P&G is aiming to achieve net-zero greenhouse gas emissions across its operations and supply chain, from raw material to retailer, by 2040.
The company’s climate actions began over 10 years ago, but P&G said there is more work to do. Its science-based plan to net zero will prioritise cutting most emissions across its operations and supply chain. For residual emissions in these categories that cannot be eliminated, the firm will use ‘natural or technical solutions’ that remove and store carbon.
The targets include:
- Acting with urgency to reduce emissions, including accelerating renewable electricity purchasing and decarbonising P&G’s supply chain and logistics;
- Tackling challenges by inventing new solutions, such as leveraging renewable thermal energy, advancing low-carbon technologies, materials and packaging, and exploring ingredients made from captured CO2;
- Creating a decarbonised future through transformative collaboration, including making sustainability ‘effortless’ at home, reducing 15 million tons of carbon through cold water washing, and ‘creating the home of the future’.

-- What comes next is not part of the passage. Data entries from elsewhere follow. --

//! Candle sentence embedder (all-MiniLM-L6-v2, mean pooled).

use std::path::Path;

use candle_core::{DType, Device, Tensor};
use candle_nn::VarBuilder;
use candle_transformers::models::bert::{BertModel, Config as BertConfig};
use tokenizers::{PaddingParams, PaddingStrategy, Tokenizer, TruncationParams};
use tracing::{debug, info};

use crate::cache::{ModelCache, ModelPaths};
use crate::error::EmbeddingError;
use crate::model::{Embedding, EmbeddingModel};

/// Token window of the model; longer documents are cut at this length.
pub const MAX_SEQ_LENGTH: usize = 256;

/// BERT encoder with mean pooling over non-padding tokens.
pub struct SentenceEmbedder {
    model: BertModel,
    tokenizer: Tokenizer,
    device: Device,
    name: String,
}

impl SentenceEmbedder {
    /// Load from the cache, downloading the model if needed.
    pub fn load(cache: &ModelCache) -> Result<Self, EmbeddingError> {
        let paths = cache.ensure()?;
        let mut embedder = Self::load_from_paths(&paths)?;
        embedder.name = cache.repo_id.clone();
        Ok(embedder)
    }

    /// Load from explicit files.
    pub fn load_from_paths(paths: &ModelPaths) -> Result<Self, EmbeddingError> {
        info!("Loading embedding model");
        let device = Device::Cpu;

        let config: BertConfig = serde_json::from_str(&std::fs::read_to_string(&paths.config)?)
            .map_err(|e| EmbeddingError::ModelLoad(format!("invalid config: {}", e)))?;

        let tokenizer = load_tokenizer(&paths.tokenizer)?;

        // SAFETY: the weights file is not modified while mapped.
        let vb = unsafe {
            VarBuilder::from_mmaped_safetensors(&[paths.weights.clone()], DType::F32, &device)?
        };
        let model = BertModel::load(vb, &config)?;

        Ok(Self {
            model,
            tokenizer,
            device,
            name: "all-MiniLM-L6-v2".to_string(),
        })
    }

    fn mean_pool(hidden: &Tensor, mask: &Tensor) -> Result<Tensor, EmbeddingError> {
        let mask = mask.to_dtype(DType::F32)?;
        let summed = hidden.broadcast_mul(&mask.unsqueeze(2)?)?.sum(1)?;
        let counts = mask.sum_keepdim(1)?.clamp(1e-9, f64::MAX)?;
        Ok(summed.broadcast_div(&counts)?)
    }
}

fn load_tokenizer(path: &Path) -> Result<Tokenizer, EmbeddingError> {
    let mut tokenizer =
        Tokenizer::from_file(path).map_err(|e| EmbeddingError::Tokenizer(e.to_string()))?;
    tokenizer.with_padding(Some(PaddingParams {
        strategy: PaddingStrategy::BatchLongest,
        ..Default::default()
    }));
    tokenizer
        .with_truncation(Some(TruncationParams {
            max_length: MAX_SEQ_LENGTH,
            ..Default::default()
        }))
        .map_err(|e| EmbeddingError::Tokenizer(e.to_string()))?;
    Ok(tokenizer)
}

impl EmbeddingModel for SentenceEmbedder {
    fn name(&self) -> &str {
        &self.name
    }

    fn embed(&self, text: &str) -> Result<Embedding, EmbeddingError> {
        self.embed_batch(&[text])?
            .pop()
            .ok_or_else(|| EmbeddingError::ModelLoad("empty batch output".to_string()))
    }

    fn embed_batch(&self, texts: &[&str]) -> Result<Vec<Embedding>, EmbeddingError> {
        if texts.is_empty() {
            return Ok(Vec::new());
        }

        let encodings = self
            .tokenizer
            .encode_batch(texts.to_vec(), true)
            .map_err(|e| EmbeddingError::Tokenizer(e.to_string()))?;

        let mut ids = Vec::with_capacity(encodings.len());
        let mut masks = Vec::with_capacity(encodings.len());
        for encoding in &encodings {
            ids.push(Tensor::new(encoding.get_ids(), &self.device)?);
            masks.push(Tensor::new(encoding.get_attention_mask(), &self.device)?);
        }
        let input_ids = Tensor::stack(&ids, 0)?;
        let attention_mask = Tensor::stack(&masks, 0)?;
        let token_type_ids = input_ids.zeros_like()?;

        let hidden = self
            .model
            .forward(&input_ids, &token_type_ids, Some(&attention_mask))?;
        let pooled: Vec<Vec<f32>> = Self::mean_pool(&hidden, &attention_mask)?.to_vec2()?;

        debug!(count = pooled.len(), "Embedded batch");
        Ok(pooled.into_iter().map(Embedding::new).collect())
    }
}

“We are fully committed to using P&G’s innovation and ingenuity to unlock new solutions to address climate change,” said David Taylor, P&G’s chairman, president and CEO.
“The task ahead of us is urgent, difficult and much bigger than any single company or country. P&G is tackling these challenges head-on by reducing our footprint and leveraging our scale to foster unprecedented collaboration across our value chain.”
P&G also joined the UN’s Race to Zero and the Business Ambition for 1.5oC campaigns and is sharing its new Climate Transition Action Plan, outlining a comprehensive approach to accelerating climate action and the key challenges ahead.
Virginie Helias, P&G’s chief sustainability officer, commented: “While no one has all of the answers on how to bring a net-zero future into focus, we will not let uncertainty hold us back.
“To achieve these goals, we will leverage existing solutions and seek transformative new ones that are not available in the marketplace today. This will require partnership across the private, non-profit, and public sectors and involve every aspect of our business, from the very beginning of our products’ life-cycle to the very end.”